What to work on – Only the lines holding "LoggingConfig" are wanted. Copy every one from the records below.

Record set –
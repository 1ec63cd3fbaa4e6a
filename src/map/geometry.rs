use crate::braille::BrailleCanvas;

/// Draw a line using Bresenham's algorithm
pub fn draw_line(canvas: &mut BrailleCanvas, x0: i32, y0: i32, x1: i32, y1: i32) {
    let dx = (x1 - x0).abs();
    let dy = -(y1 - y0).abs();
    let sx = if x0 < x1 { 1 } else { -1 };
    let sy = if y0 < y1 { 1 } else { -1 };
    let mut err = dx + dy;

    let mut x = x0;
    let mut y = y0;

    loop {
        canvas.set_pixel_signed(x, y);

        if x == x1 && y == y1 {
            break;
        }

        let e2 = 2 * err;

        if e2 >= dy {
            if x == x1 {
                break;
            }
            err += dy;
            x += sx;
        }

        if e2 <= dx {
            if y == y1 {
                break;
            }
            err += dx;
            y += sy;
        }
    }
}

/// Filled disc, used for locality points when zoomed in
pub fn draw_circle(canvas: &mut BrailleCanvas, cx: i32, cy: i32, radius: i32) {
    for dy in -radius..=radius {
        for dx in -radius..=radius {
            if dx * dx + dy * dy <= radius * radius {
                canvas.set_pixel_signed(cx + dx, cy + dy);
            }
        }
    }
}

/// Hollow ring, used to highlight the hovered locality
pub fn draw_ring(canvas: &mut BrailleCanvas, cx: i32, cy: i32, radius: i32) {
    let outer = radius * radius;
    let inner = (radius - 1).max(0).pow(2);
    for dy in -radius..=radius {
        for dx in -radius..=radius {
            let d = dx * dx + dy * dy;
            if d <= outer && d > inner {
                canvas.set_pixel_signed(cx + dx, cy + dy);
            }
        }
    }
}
* * *
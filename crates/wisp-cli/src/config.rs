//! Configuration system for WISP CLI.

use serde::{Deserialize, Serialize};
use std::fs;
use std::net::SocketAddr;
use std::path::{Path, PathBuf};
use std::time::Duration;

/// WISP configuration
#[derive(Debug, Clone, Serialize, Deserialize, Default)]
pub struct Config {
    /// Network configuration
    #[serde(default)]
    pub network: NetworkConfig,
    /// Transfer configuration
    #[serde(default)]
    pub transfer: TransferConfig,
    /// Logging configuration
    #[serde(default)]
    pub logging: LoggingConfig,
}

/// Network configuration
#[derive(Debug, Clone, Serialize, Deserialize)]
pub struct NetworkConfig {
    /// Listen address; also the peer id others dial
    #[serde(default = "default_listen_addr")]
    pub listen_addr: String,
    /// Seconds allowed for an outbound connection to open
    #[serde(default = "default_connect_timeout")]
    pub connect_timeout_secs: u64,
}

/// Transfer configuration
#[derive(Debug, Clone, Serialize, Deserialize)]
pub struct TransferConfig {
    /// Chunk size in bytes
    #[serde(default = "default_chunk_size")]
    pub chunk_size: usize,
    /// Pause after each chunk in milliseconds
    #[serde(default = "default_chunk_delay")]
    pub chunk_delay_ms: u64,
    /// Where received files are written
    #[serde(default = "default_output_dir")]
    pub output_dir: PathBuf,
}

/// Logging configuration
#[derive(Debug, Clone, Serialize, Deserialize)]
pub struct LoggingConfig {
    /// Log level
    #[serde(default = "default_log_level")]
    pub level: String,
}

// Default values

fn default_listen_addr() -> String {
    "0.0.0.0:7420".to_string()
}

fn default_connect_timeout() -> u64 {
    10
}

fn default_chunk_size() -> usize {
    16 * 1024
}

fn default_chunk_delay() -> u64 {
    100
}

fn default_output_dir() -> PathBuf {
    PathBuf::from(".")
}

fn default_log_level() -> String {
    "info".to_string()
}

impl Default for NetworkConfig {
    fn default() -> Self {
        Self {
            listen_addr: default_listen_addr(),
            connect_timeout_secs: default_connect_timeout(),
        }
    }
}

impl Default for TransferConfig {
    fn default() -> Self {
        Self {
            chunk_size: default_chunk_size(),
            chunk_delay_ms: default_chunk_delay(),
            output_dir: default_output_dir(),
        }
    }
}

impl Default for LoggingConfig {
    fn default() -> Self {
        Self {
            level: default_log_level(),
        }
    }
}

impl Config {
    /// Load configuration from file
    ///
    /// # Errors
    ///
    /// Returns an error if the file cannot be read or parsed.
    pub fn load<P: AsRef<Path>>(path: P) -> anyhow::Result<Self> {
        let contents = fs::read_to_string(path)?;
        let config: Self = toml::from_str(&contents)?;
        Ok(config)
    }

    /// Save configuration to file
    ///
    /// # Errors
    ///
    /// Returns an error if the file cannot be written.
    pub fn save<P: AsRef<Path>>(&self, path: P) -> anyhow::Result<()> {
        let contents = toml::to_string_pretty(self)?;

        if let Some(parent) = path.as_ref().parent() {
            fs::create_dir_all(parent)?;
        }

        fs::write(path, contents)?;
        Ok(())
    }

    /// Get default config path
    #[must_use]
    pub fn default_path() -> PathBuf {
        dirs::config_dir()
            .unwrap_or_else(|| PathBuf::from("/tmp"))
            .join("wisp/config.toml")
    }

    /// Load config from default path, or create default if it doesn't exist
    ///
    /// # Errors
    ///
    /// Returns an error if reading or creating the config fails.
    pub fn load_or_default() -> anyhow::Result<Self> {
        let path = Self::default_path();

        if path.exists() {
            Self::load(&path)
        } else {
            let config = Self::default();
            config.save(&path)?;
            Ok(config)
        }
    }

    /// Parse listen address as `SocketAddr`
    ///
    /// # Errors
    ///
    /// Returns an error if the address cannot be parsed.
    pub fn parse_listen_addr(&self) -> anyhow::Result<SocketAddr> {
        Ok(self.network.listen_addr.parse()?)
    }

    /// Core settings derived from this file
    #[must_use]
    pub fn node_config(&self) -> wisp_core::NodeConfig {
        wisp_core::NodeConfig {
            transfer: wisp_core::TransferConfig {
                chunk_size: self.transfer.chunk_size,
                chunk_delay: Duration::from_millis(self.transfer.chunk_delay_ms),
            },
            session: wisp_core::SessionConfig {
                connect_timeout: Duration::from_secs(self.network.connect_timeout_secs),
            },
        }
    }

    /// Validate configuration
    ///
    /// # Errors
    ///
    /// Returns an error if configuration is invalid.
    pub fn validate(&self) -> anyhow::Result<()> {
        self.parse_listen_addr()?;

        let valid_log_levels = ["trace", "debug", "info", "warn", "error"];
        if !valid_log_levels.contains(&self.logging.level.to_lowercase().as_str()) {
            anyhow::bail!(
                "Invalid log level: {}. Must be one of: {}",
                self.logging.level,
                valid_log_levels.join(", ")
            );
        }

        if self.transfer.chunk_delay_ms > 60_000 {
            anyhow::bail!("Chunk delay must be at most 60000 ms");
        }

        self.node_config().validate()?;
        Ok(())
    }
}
---
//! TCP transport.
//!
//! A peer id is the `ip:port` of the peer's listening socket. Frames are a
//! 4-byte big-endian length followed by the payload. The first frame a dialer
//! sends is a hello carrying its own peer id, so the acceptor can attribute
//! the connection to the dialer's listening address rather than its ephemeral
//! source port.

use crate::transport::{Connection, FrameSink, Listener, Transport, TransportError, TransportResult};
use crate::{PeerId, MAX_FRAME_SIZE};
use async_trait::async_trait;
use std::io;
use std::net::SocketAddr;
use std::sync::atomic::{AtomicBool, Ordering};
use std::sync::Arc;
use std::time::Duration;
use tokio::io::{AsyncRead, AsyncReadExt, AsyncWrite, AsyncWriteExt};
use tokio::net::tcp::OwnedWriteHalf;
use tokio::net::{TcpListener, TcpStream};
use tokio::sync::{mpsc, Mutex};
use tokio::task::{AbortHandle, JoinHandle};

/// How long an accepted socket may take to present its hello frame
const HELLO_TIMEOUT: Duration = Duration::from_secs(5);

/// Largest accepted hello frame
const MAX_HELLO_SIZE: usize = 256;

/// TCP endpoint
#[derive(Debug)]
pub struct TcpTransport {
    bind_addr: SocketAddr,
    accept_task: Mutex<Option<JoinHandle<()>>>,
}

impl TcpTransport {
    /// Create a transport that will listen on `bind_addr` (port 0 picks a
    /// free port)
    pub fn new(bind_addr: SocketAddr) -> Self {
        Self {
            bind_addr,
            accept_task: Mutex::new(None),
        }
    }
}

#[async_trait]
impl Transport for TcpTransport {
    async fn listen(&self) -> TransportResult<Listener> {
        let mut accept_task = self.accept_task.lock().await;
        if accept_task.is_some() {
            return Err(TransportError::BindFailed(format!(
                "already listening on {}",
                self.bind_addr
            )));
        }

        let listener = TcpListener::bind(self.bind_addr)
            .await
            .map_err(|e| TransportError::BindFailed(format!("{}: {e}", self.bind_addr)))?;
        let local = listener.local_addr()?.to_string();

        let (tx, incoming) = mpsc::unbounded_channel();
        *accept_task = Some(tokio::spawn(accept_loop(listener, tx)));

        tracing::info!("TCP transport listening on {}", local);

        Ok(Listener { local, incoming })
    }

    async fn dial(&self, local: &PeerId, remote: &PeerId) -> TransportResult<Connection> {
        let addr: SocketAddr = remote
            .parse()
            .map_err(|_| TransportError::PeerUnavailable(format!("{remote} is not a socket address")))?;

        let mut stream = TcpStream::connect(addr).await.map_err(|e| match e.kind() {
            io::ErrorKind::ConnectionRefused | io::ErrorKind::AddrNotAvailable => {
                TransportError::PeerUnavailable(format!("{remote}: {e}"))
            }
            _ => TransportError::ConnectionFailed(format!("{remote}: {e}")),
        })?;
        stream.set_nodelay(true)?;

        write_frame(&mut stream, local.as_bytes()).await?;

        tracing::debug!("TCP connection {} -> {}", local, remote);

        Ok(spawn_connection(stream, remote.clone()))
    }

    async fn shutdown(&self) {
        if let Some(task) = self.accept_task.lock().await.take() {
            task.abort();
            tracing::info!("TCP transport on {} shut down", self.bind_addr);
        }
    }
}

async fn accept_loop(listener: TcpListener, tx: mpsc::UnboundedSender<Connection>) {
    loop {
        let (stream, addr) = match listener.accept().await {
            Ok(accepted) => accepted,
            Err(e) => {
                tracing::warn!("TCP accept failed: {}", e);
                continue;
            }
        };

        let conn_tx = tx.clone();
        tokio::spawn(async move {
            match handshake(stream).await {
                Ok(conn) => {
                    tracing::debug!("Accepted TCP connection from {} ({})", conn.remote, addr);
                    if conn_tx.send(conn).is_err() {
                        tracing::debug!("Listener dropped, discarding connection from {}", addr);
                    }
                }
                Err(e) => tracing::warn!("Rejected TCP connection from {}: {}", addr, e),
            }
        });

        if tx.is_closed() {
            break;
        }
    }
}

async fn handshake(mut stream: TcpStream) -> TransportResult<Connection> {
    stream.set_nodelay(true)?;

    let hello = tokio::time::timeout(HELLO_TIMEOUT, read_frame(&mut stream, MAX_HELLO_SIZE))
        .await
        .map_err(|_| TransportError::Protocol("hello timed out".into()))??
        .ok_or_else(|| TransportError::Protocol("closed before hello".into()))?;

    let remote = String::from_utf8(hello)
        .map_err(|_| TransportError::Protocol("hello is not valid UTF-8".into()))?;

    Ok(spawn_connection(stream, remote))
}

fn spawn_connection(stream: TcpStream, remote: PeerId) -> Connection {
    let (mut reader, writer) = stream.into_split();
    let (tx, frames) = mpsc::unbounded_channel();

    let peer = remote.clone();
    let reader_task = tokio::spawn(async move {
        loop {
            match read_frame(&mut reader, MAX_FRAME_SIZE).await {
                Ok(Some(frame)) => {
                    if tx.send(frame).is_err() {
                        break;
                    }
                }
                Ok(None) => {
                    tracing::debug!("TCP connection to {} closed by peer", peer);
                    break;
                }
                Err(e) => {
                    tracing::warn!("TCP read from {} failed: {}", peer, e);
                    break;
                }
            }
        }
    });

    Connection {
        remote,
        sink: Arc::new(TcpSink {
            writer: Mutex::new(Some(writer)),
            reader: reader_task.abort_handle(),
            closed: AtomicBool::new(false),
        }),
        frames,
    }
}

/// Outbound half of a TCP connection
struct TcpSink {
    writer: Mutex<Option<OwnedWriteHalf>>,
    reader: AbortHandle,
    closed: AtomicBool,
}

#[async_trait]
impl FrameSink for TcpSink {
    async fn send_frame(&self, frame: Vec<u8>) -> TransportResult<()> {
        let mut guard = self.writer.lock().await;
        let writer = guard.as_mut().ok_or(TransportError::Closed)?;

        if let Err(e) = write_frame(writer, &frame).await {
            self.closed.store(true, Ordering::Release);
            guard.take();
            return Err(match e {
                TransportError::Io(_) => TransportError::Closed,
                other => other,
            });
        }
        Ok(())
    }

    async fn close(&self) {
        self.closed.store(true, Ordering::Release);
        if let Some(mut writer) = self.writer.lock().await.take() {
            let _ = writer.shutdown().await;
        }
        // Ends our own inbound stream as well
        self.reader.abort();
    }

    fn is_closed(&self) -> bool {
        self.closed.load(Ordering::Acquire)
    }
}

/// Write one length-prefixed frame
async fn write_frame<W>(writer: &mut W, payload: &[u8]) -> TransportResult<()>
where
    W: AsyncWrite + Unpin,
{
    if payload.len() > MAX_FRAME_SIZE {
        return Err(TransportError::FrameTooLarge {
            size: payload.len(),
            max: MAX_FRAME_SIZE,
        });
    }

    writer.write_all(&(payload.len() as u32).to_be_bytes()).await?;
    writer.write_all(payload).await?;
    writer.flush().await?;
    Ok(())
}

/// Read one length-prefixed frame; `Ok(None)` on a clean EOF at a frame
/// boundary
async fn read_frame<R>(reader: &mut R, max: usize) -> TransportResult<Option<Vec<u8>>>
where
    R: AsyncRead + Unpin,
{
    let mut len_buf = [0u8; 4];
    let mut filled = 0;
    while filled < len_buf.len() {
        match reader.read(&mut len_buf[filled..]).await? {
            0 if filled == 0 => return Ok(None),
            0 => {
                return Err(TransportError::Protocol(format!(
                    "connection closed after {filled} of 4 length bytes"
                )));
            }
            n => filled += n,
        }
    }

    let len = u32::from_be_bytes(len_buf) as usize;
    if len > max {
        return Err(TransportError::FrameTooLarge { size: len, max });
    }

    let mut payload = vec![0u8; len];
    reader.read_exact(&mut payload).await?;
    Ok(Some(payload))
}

Solved problem –
    pub logging: LoggingConfig,
pub struct LoggingConfig {
impl Default for LoggingConfig {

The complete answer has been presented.